_Work instruction_
Copy every line that contains the string "FileHeader" from the entries below.

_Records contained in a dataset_
********************
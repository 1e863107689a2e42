//! Collected multipart forms: in-memory values, file parts with spill.

use std::collections::HashMap;
use std::io::Cursor;
use std::path::{Path, PathBuf};
use std::pin::Pin;
use std::task::{Context, Poll};

use bytes::Bytes;
use http::HeaderMap;
use tokio::io::{AsyncRead, AsyncWriteExt, ReadBuf};
use tracing::{debug, warn};

use crate::form::FormError;
use crate::multipart::reader::{MultipartReader, Part};

/// Memory cap across all non-file fields of one form.
pub const NON_FILE_MAX_MEMORY: u64 = 10 * 1024 * 1024;
/// Memory cap across all file fields of one form; larger files spill to a
/// temp file.
pub const FILE_MAX_MEMORY: u64 = 30 * 1024 * 1024;

const COPY_CHUNK: usize = 8 * 1024;

/// A fully read multipart form.
///
/// Spilled temp files are deleted by [`remove_all`](Self::remove_all) or,
/// failing that, when the form is dropped.
#[derive(Debug, Default)]
pub struct MultipartForm {
    /// Non-file fields by form name.
    pub value: HashMap<String, String>,
    /// File fields by form name.
    pub file: HashMap<String, FileHeader>,
}

impl MultipartForm {
    /// Deletes every temp file this form spilled to disk.
    pub fn remove_all(&mut self) {
        for file_header in self.file.values_mut() {
            file_header.remove_spilled();
        }
    }
}

impl Drop for MultipartForm {
    fn drop(&mut self) {
        self.remove_all();
    }
}

/// One uploaded file: metadata plus content, either in memory or spilled to
/// a temp file.
#[derive(Debug)]
pub struct FileHeader {
    file_name: String,
    headers: HeaderMap,
    size: u64,
    content: FileContent,
}

#[derive(Debug)]
enum FileContent {
    Memory(Bytes),
    Spilled(PathBuf),
}

impl FileHeader {
    /// The client-supplied filename.
    pub fn file_name(&self) -> &str {
        &self.file_name
    }

    /// The part's headers as received.
    pub fn headers(&self) -> &HeaderMap {
        &self.headers
    }

    /// Content size in bytes.
    pub fn size(&self) -> u64 {
        self.size
    }

    /// Whether the content lives in a temp file rather than memory.
    pub fn is_spilled(&self) -> bool {
        matches!(self.content, FileContent::Spilled(_))
    }

    /// Path of the spilled temp file, if any.
    pub fn temp_path(&self) -> Option<&Path> {
        match &self.content {
            FileContent::Memory(_) => None,
            FileContent::Spilled(path) => Some(path),
        }
    }

    /// Opens the content for reading, wherever it lives.
    pub async fn open(&self) -> std::io::Result<FileContentReader> {
        match &self.content {
            FileContent::Memory(bytes) => Ok(FileContentReader::Memory(Cursor::new(bytes.clone()))),
            FileContent::Spilled(path) => Ok(FileContentReader::File(tokio::fs::File::open(path).await?)),
        }
    }

    /// Copies the content into `dest`, returning the number of bytes
    /// written.
    pub async fn save(&self, dest: impl AsRef<Path>) -> std::io::Result<u64> {
        let mut reader = self.open().await?;
        let mut file = tokio::fs::File::create(dest).await?;
        let written = tokio::io::copy(&mut reader, &mut file).await?;
        file.flush().await?;
        Ok(written)
    }

    fn remove_spilled(&mut self) {
        if let FileContent::Spilled(path) = &self.content {
            if let Err(e) = std::fs::remove_file(path) {
                warn!(path = %path.display(), "failed to remove multipart temp file: {}", e);
            }
            self.content = FileContent::Memory(Bytes::new());
        }
    }
}

/// Reader over a [`FileHeader`]'s content.
pub enum FileContentReader {
    Memory(Cursor<Bytes>),
    File(tokio::fs::File),
}

impl AsyncRead for FileContentReader {
    fn poll_read(self: Pin<&mut Self>, cx: &mut Context<'_>, buf: &mut ReadBuf<'_>) -> Poll<std::io::Result<()>> {
        match self.get_mut() {
            FileContentReader::Memory(cursor) => Pin::new(cursor).poll_read(cx, buf),
            FileContentReader::File(file) => Pin::new(file).poll_read(cx, buf),
        }
    }
}

impl<R> MultipartReader<R>
where
    R: AsyncRead + Unpin,
{
    /// Reads the whole form with the default memory caps.
    ///
    /// Non-file fields share [`NON_FILE_MAX_MEMORY`]; exceeding it fails
    /// with [`FormError::PayloadTooLarge`]. File fields share
    /// [`FILE_MAX_MEMORY`]; a file that does not fit the remaining budget is
    /// written to a temp file (`multipart-` prefix in the OS temp dir)
    /// instead of failing.
    pub async fn read_form(&mut self) -> Result<MultipartForm, FormError> {
        self.read_form_with_limits(NON_FILE_MAX_MEMORY, FILE_MAX_MEMORY).await
    }

    /// [`read_form`](Self::read_form) with explicit caps.
    pub async fn read_form_with_limits(
        &mut self,
        mut non_file_budget: u64,
        mut file_budget: u64,
    ) -> Result<MultipartForm, FormError> {
        let mut form = MultipartForm::default();

        loop {
            let Some(mut part) = self.next_part().await? else { break };

            let name = part.form_name().to_string();
            if name.is_empty() {
                continue;
            }
            let file_name = part.file_name().to_string();

            if file_name.is_empty() {
                let data = copy_up_to(&mut part, non_file_budget + 1).await?;
                let read = data.len() as u64;
                if read > non_file_budget {
                    return Err(FormError::PayloadTooLarge);
                }
                non_file_budget -= read;
                form.value.insert(name, String::from_utf8_lossy(&data).into_owned());
                continue;
            }

            let data = copy_up_to(&mut part, file_budget + 1).await?;
            let read = data.len() as u64;
            let headers = part.headers().clone();

            let file_header = if read > file_budget {
                let (path, size) = spill_to_temp(&data, &mut part).await?;
                debug!(name = %name, size, path = %path.display(), "multipart file spilled to disk");
                FileHeader { file_name, headers, size, content: FileContent::Spilled(path) }
            } else {
                file_budget -= read;
                FileHeader { file_name, headers, size: read, content: FileContent::Memory(Bytes::from(data)) }
            };

            form.file.insert(name, file_header);
        }

        Ok(form)
    }
}

/// Reads at most `limit` bytes from the part.
async fn copy_up_to<R>(part: &mut Part<'_, R>, limit: u64) -> Result<Vec<u8>, FormError>
where
    R: AsyncRead + Unpin,
{
    let mut out = Vec::new();
    let mut scratch = [0u8; COPY_CHUNK];

    while (out.len() as u64) < limit {
        let want = scratch.len().min((limit - out.len() as u64) as usize);
        let read = part.read(&mut scratch[..want]).await?;
        if read == 0 {
            break;
        }
        out.extend_from_slice(&scratch[..read]);
    }

    Ok(out)
}

/// Writes the already-buffered bytes followed by the rest of the part into a
/// fresh temp file. The file is removed again on any error.
async fn spill_to_temp<R>(buffered: &[u8], part: &mut Part<'_, R>) -> Result<(PathBuf, u64), FormError>
where
    R: AsyncRead + Unpin,
{
    let temp = tempfile::Builder::new().prefix("multipart-").tempfile()?;
    let (std_file, path) = temp.keep().map_err(|e| FormError::from(e.error))?;
    let mut file = tokio::fs::File::from_std(std_file);

    match copy_remainder(&mut file, buffered, part).await {
        Ok(size) => Ok((path, size)),
        Err(e) => {
            drop(file);
            let _ = std::fs::remove_file(&path);
            Err(e)
        }
    }
}

async fn copy_remainder<R>(
    file: &mut tokio::fs::File,
    buffered: &[u8],
    part: &mut Part<'_, R>,
) -> Result<u64, FormError>
where
    R: AsyncRead + Unpin,
{
    file.write_all(buffered).await?;
    let mut total = buffered.len() as u64;

    let mut scratch = [0u8; COPY_CHUNK];
    loop {
        let read = part.read(&mut scratch).await?;
        if read == 0 {
            break;
        }
        file.write_all(&scratch[..read]).await?;
        total += read as u64;
    }

    file.flush().await?;
    Ok(total)
}
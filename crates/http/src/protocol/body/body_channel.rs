use std::pin::Pin;
use std::task::{Context, Poll};

use bytes::Bytes;
use futures::channel::mpsc;
use futures::{Sink, Stream, StreamExt};
use http_body::{Body, Frame, SizeHint};
use tokio::io::{AsyncWrite, AsyncWriteExt};
use tracing::{error, trace};

use crate::protocol::{Message, ParseError, PayloadItem, PayloadSize, RequestHeader};

const CHANNEL_DEPTH: usize = 8;
const CONTINUE_LINE: &[u8] = b"HTTP/1.1 100 Continue\r\n\r\n";

pub(crate) fn body_channel<'conn, S, W>(
    payload_stream: &'conn mut S,
    continue_writer: Option<&'conn mut W>,
    payload_size: PayloadSize,
) -> (BodySender<'conn, S, W>, BodyReceiver)
where
    S: Stream<Item = Result<Message<(RequestHeader, PayloadSize)>, ParseError>> + Unpin,
    W: AsyncWrite + Unpin,
{
    let (signal_sender, signal_receiver) = mpsc::channel(CHANNEL_DEPTH);
    let (data_sender, data_receiver) = mpsc::channel(CHANNEL_DEPTH);

    let sender = BodySender {
        payload_stream,
        signal_receiver,
        data_sender,
        continue_writer: continue_writer.map(|writer| ContinueState { writer, wrote: false }),
        state: SenderState::Active,
    };

    (sender, BodyReceiver::new(signal_sender, data_receiver, payload_size))
}

/// One pull request from the receiving half.
pub(crate) struct BodySignal;

#[derive(PartialEq, Eq)]
enum SenderState {
    Active,
    Eof,
    Failed,
}

struct ContinueState<'conn, W> {
    writer: &'conn mut W,
    wrote: bool,
}

/// Connection-side half of the body channel.
///
/// Holds the framed reader borrow for one request cycle and feeds payload
/// items to the matching [`BodyReceiver`] one pull signal at a time.
pub(crate) struct BodySender<'conn, S, W> {
    payload_stream: &'conn mut S,
    signal_receiver: mpsc::Receiver<BodySignal>,
    data_sender: mpsc::Sender<Result<PayloadItem, ParseError>>,
    continue_writer: Option<ContinueState<'conn, W>>,
    state: SenderState,
}

impl<S, W> BodySender<'_, S, W>
where
    S: Stream<Item = Result<Message<(RequestHeader, PayloadSize)>, ParseError>> + Unpin,
    W: AsyncWrite + Unpin,
{
    /// Services pull signals until the body ends, the handler drops its body
    /// handle, or a decode error occurs. Runs concurrently with the handler.
    pub(crate) async fn send_body(&mut self) {
        while let Some(BodySignal) = self.signal_receiver.next().await {
            if let Err(e) = self.write_continue().await {
                error!("failed to write 100 continue: {}", e);
                let _ = self.data_sender.try_send(Err(ParseError::io(e)));
                self.state = SenderState::Failed;
                return;
            }

            match self.read_item().await {
                Ok(item) => {
                    let eof = item.is_eof();
                    if self.data_sender.try_send(Ok(item)).is_err() {
                        // handler dropped the body handle; stop serving pulls
                        return;
                    }
                    if eof {
                        self.state = SenderState::Eof;
                        return;
                    }
                }
                Err(e) => {
                    let _ = self.data_sender.try_send(Err(e));
                    self.state = SenderState::Failed;
                    return;
                }
            }
        }
    }

    /// Reads and discards payload items through `Eof` so the framed reader is
    /// positioned at the start of the next request.
    pub(crate) async fn skip_body(&mut self) -> Result<(), ParseError> {
        match self.state {
            SenderState::Eof => return Ok(()),
            SenderState::Failed => {
                return Err(ParseError::invalid_body("body stream failed before it was drained"));
            }
            SenderState::Active => {}
        }

        loop {
            match self.read_item().await {
                Ok(item) if item.is_eof() => {
                    self.state = SenderState::Eof;
                    return Ok(());
                }
                Ok(item) => {
                    trace!(discarded = item.as_bytes().map(|b| b.len()).unwrap_or(0), "skipped unread body bytes");
                }
                Err(e) => {
                    self.state = SenderState::Failed;
                    return Err(e);
                }
            }
        }
    }

    /// Emits `HTTP/1.1 100 Continue` once, before the first body byte is
    /// pulled. No-op without an `Expect: 100-continue` request.
    async fn write_continue(&mut self) -> std::io::Result<()> {
        if let Some(state) = &mut self.continue_writer {
            if !state.wrote {
                state.writer.write_all(CONTINUE_LINE).await?;
                state.writer.flush().await?;
                state.wrote = true;
                trace!("sent 100 continue interim response");
            }
        }
        Ok(())
    }

    async fn read_item(&mut self) -> Result<PayloadItem, ParseError> {
        match self.payload_stream.next().await {
            Some(Ok(Message::Payload(item))) => Ok(item),
            Some(Ok(Message::Header(_))) => {
                error!("received a header frame while reading a request body");
                Err(ParseError::invalid_body("expected body payload, found request header"))
            }
            Some(Err(e)) => Err(e),
            None => Err(ParseError::invalid_body("connection closed while reading request body")),
        }
    }
}

/// Handler-side half of the body channel.
///
/// Each `poll_frame` sends one pull signal and waits for the matching item;
/// the sender never decodes ahead of the handler.
#[derive(Debug)]
pub(crate) struct BodyReceiver {
    signal_sender: mpsc::Sender<BodySignal>,
    data_receiver: mpsc::Receiver<Result<PayloadItem, ParseError>>,
    payload_size: PayloadSize,
    in_flight: bool,
    finished: bool,
}

impl BodyReceiver {
    fn new(
        signal_sender: mpsc::Sender<BodySignal>,
        data_receiver: mpsc::Receiver<Result<PayloadItem, ParseError>>,
        payload_size: PayloadSize,
    ) -> Self {
        Self { signal_sender, data_receiver, payload_size, in_flight: false, finished: false }
    }
}

impl Body for BodyReceiver {
    type Data = Bytes;
    type Error = ParseError;

    fn poll_frame(self: Pin<&mut Self>, cx: &mut Context<'_>) -> Poll<Option<Result<Frame<Self::Data>, Self::Error>>> {
        let this = self.get_mut();

        if this.finished {
            return Poll::Ready(None);
        }

        if !this.in_flight {
            match Pin::new(&mut this.signal_sender).poll_ready(cx) {
                Poll::Ready(Ok(())) => {
                    if Pin::new(&mut this.signal_sender).start_send(BodySignal).is_err() {
                        return Poll::Ready(Some(Err(ParseError::invalid_body("body pull channel closed"))));
                    }
                    this.in_flight = true;
                }
                Poll::Ready(Err(_)) => {
                    return Poll::Ready(Some(Err(ParseError::invalid_body("body pull channel closed"))));
                }
                Poll::Pending => return Poll::Pending,
            }
        }

        match this.data_receiver.poll_next_unpin(cx) {
            Poll::Ready(Some(Ok(PayloadItem::Chunk(bytes)))) => {
                this.in_flight = false;
                Poll::Ready(Some(Ok(Frame::data(bytes))))
            }
            Poll::Ready(Some(Ok(PayloadItem::Eof))) => {
                this.in_flight = false;
                this.finished = true;
                Poll::Ready(None)
            }
            Poll::Ready(Some(Err(e))) => {
                this.in_flight = false;
                this.finished = true;
                Poll::Ready(Some(Err(e)))
            }
            Poll::Ready(None) => {
                this.in_flight = false;
                this.finished = true;
                Poll::Ready(Some(Err(ParseError::invalid_body("body stream ended before eof"))))
            }
            Poll::Pending => Poll::Pending,
        }
    }

    fn is_end_stream(&self) -> bool {
        self.finished
    }

    fn size_hint(&self) -> SizeHint {
        match self.payload_size {
            PayloadSize::Length(length) => SizeHint::with_exact(length),
            PayloadSize::Chunked => SizeHint::new(),
            PayloadSize::Empty => SizeHint::with_exact(0),
        }
    }
}
impl<R> MultipartReader<R>
where
    R: AsyncRead + Unpin,
{
    /// Builds a reader over `body` with the given boundary.
    ///
    /// Fails when the boundary is empty or too long for the peek window
    /// (the window must hold the full `\r\n--B` marker plus one byte).
    pub fn new(body: R, boundary: &str) -> Result<Self, MultipartError> {
        if boundary.is_empty() {
            return Err(MultipartError::BoundaryMissing);
        }

        let crlf_dash_boundary = format!("\r\n--{boundary}").into_bytes();
        if crlf_dash_boundary.len() + 1 > PEEK_SIZE {
            return Err(MultipartError::BoundaryTooLong { len: boundary.len(), max: PEEK_SIZE });
        }

        Ok(Self {
            bufr: PeekReader::new(body),
            dash_boundary: format!("--{boundary}").into_bytes(),
            dash_boundary_dash: format!("--{boundary}--").into_bytes(),
            crlf_dash_boundary,
            current: None,
            finished: false,
        })
    }

    /// Advances to the next part.
    ///
    /// Drains whatever is left of the current part, consumes the separating
    /// CRLF, then reads the delimiter line: `--B--` ends the form (`None`),
    /// `--B` introduces the next part, anything else is a protocol error.
    pub async fn next_part(&mut self) -> Result<Option<Part<'_, R>>, MultipartError> {
        if self.finished {
            return Ok(None);
        }

        if self.current.is_some() {
            self.drain_current().await?;
            self.bufr.discard_crlf().await?;
            self.current = None;
        }

        let line = self.bufr.read_line(PEEK_SIZE).await?;
        if line == self.dash_boundary_dash {
            self.finished = true;
            return Ok(None);
        }
        if line != self.dash_boundary {
            return Err(MultipartError::BadDelimiter { found: String::from_utf8_lossy(&line).into_owned() });
        }

        let headers = self.read_part_headers().await?;
        self.current = Some(PartState { substitute: None, closed: false });

        Ok(Some(Part { mr: self, headers, parsed: false, form_name: None, file_name: None }))
    }

    /// Reads part bytes into `buf`, returning `Ok(0)` at the part's end.
    ///
    /// Implements the sliding-window search: peek up to [`PEEK_SIZE`] bytes,
    /// look for `\r\n--B`; when found, hand out exactly the bytes before it.
    /// When not found and more body may come, hand out at most
    /// `window - len(\r\n--B) + 1` bytes so a boundary split across reads is
    /// reassembled by the next peek. A body that ends without the boundary
    /// reads as an immediately finished part; the missing delimiter then
    /// fails the following [`next_part`](Self::next_part).
    async fn read_part(&mut self, buf: &mut [u8]) -> Result<usize, MultipartError> {
        if buf.is_empty() {
            return Ok(0);
        }

        loop {
            let Some(state) = self.current.as_mut() else { return Ok(0) };
            if state.closed {
                return Ok(0);
            }

            if let Some(remaining) = state.substitute {
                if remaining == 0 {
                    state.closed = true;
                    return Ok(0);
                }

                // everything up to the boundary is already buffered
                let window = self.bufr.buffered();
                let take = remaining.min(buf.len()).min(window.len());
                buf[..take].copy_from_slice(&window[..take]);
                self.bufr.consume(take);
                state.substitute = Some(remaining - take);
                return Ok(take);
            }

            let (found, window_len) = {
                let window = self.bufr.fill(PEEK_SIZE).await?;
                (find_subsequence(window, &self.crlf_dash_boundary), window.len())
            };

            match found {
                Some(index) => {
                    state.substitute = Some(index);
                }
                None if self.bufr.saw_eof() => {
                    // premature close: the part ends here, the missing
                    // boundary surfaces from the next next_part call
                    state.substitute = Some(0);
                }
                None => {
                    // keep the last len(\r\n--B)-1 bytes around so a partial
                    // boundary at the window edge joins the next peek
                    let max_read = PEEK_SIZE - self.crlf_dash_boundary.len() + 1;
                    let take = max_read.min(buf.len()).min(window_len);
                    let window = self.bufr.buffered();
                    buf[..take].copy_from_slice(&window[..take]);
                    self.bufr.consume(take);
                    return Ok(take);
                }
            }
        }
    }

    async fn drain_current(&mut self) -> Result<(), MultipartError> {
        let mut scratch = [0u8; 1024];
        while self.read_part(&mut scratch).await? > 0 {}
        Ok(())
    }

    /// Parses the part's header block with the same grammar as request
    /// headers. The block is bounded by the peek window.
    async fn read_part_headers(&mut self) -> Result<HeaderMap, MultipartError> {
        loop {
            let complete = {
                let window = self.bufr.fill(PEEK_SIZE).await?;
                let mut headers = [httparse::EMPTY_HEADER; MAX_PART_HEADERS];
                match httparse::parse_headers(window, &mut headers) {
                    Ok(Status::Complete((used, parsed))) => {
                        let mut map = HeaderMap::with_capacity(parsed.len());
                        for header in parsed {
                            let name = HeaderName::from_bytes(header.name.as_bytes())
                                .map_err(MultipartError::invalid_part_header)?;
                            let value = HeaderValue::from_bytes(header.value)
                                .map_err(MultipartError::invalid_part_header)?;
                            map.append(name, value);
                        }
                        Some((map, used))
                    }
                    Ok(Status::Partial) => None,
                    Err(e) => return Err(MultipartError::invalid_part_header(e)),
                }
            };

            match complete {
                Some((map, used)) => {
                    self.bufr.consume(used);
                    return Ok(map);
                }
                None => {
                    if self.bufr.saw_eof() {
                        return Err(MultipartError::UnexpectedEof);
                    }
                    if self.bufr.buffered().len() >= PEEK_SIZE {
                        return Err(MultipartError::invalid_part_header("part header block too large"));
                    }
                    // fill sees more data on the next round
                }
            }
        }
    }
}
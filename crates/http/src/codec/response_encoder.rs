//! Response encoder: one header block, then payload framing.
//!
//! Mirrors [`super::RequestDecoder`] on the write side. Encoding a header
//! installs the payload encoder matching the decided [`PayloadSize`];
//! encoding a second header before the current payload finished is an error,
//! which is what makes "the status line is written at most once per request"
//! a structural invariant rather than a convention.

use bytes::{Buf, BytesMut};
use std::io;
use std::io::ErrorKind;
use tokio_util::codec::Encoder;
use tracing::error;

use crate::codec::body::PayloadEncoder;
use crate::codec::header::HeaderEncoder;
use crate::protocol::{Message, PayloadSize, ResponseHead, SendError};

pub struct ResponseEncoder {
    header_encoder: HeaderEncoder,
    payload_encoder: Option<PayloadEncoder>,
}

impl ResponseEncoder {
    pub fn new() -> Self {
        Default::default()
    }
}

impl Default for ResponseEncoder {
    fn default() -> Self {
        Self { header_encoder: HeaderEncoder, payload_encoder: None }
    }
}

impl<D: Buf> Encoder<Message<(ResponseHead, PayloadSize), D>> for ResponseEncoder {
    type Error = SendError;

    fn encode(&mut self, item: Message<(ResponseHead, PayloadSize), D>, dst: &mut BytesMut) -> Result<(), Self::Error> {
        match item {
            Message::Header((head, payload_size)) => {
                if self.payload_encoder.is_some() {
                    error!("response header encoded twice for one request");
                    return Err(io::Error::from(ErrorKind::InvalidInput).into());
                }

                self.payload_encoder = Some(payload_size.into());
                self.header_encoder.encode((head, payload_size), dst)
            }

            Message::Payload(item) => {
                let Some(payload_encoder) = &mut self.payload_encoder else {
                    error!("payload encoded before the response header");
                    return Err(io::Error::from(ErrorKind::InvalidInput).into());
                };

                let result = payload_encoder.encode(item, dst);
                if payload_encoder.is_finished() {
                    self.payload_encoder.take();
                }
                result
            }
        }
    }
}

#[cfg(test)]
mod tests {
    use super::*;
    use crate::protocol::PayloadItem;
    use bytes::Bytes;
    use http::Response;

    type Msg = Message<(ResponseHead, PayloadSize), Bytes>;

    fn head() -> ResponseHead {
        Response::builder().body(()).unwrap()
    }

    #[test]
    fn fixed_length_response() {
        let mut encoder = ResponseEncoder::new();
        let mut dst = BytesMut::new();

        encoder.encode(Msg::Header((head(), PayloadSize::Length(5))), &mut dst).unwrap();
        encoder.encode(Msg::Payload(PayloadItem::Chunk(Bytes::from_static(b"hello"))), &mut dst).unwrap();
        encoder.encode(Msg::Payload(PayloadItem::Eof), &mut dst).unwrap();

        let text = String::from_utf8(dst.to_vec()).unwrap();
        assert!(text.starts_with("HTTP/1.1 200 OK\r\n"));
        assert!(text.contains("content-length: 5\r\n"));
        assert!(text.ends_with("\r\n\r\nhello"));
    }

    #[test]
    fn chunked_response_terminates() {
        let mut encoder = ResponseEncoder::new();
        let mut dst = BytesMut::new();

        encoder.encode(Msg::Header((head(), PayloadSize::Chunked)), &mut dst).unwrap();
        encoder.encode(Msg::Payload(PayloadItem::Chunk(Bytes::from_static(b"hi"))), &mut dst).unwrap();
        encoder.encode(Msg::Payload(PayloadItem::Eof), &mut dst).unwrap();

        let text = String::from_utf8(dst.to_vec()).unwrap();
        assert!(text.contains("transfer-encoding: chunked\r\n"));
        assert!(text.ends_with("2\r\nhi\r\n0\r\n\r\n"));
    }

    #[test]
    fn header_once_per_request() {
        let mut encoder = ResponseEncoder::new();
        let mut dst = BytesMut::new();

        encoder.encode(Msg::Header((head(), PayloadSize::Chunked)), &mut dst).unwrap();
        // payload still open: a second header must fail
        assert!(encoder.encode(Msg::Header((head(), PayloadSize::Empty)), &mut dst).is_err());

        // finishing the payload re-arms the encoder for the next response
        encoder.encode(Msg::Payload(PayloadItem::Eof), &mut dst).unwrap();
        assert!(encoder.encode(Msg::Header((head(), PayloadSize::Empty)), &mut dst).is_ok());
    }
}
********************
_Worked solution_
    pub file: HashMap<String, FileHeader>,
pub struct FileHeader {
impl FileHeader {
/// Reader over a [`FileHeader`]'s content.
                FileHeader { file_name, headers, size, content: FileContent::Spilled(path) }
                FileHeader { file_name, headers, size: read, content: FileContent::Memory(Bytes::from(data)) }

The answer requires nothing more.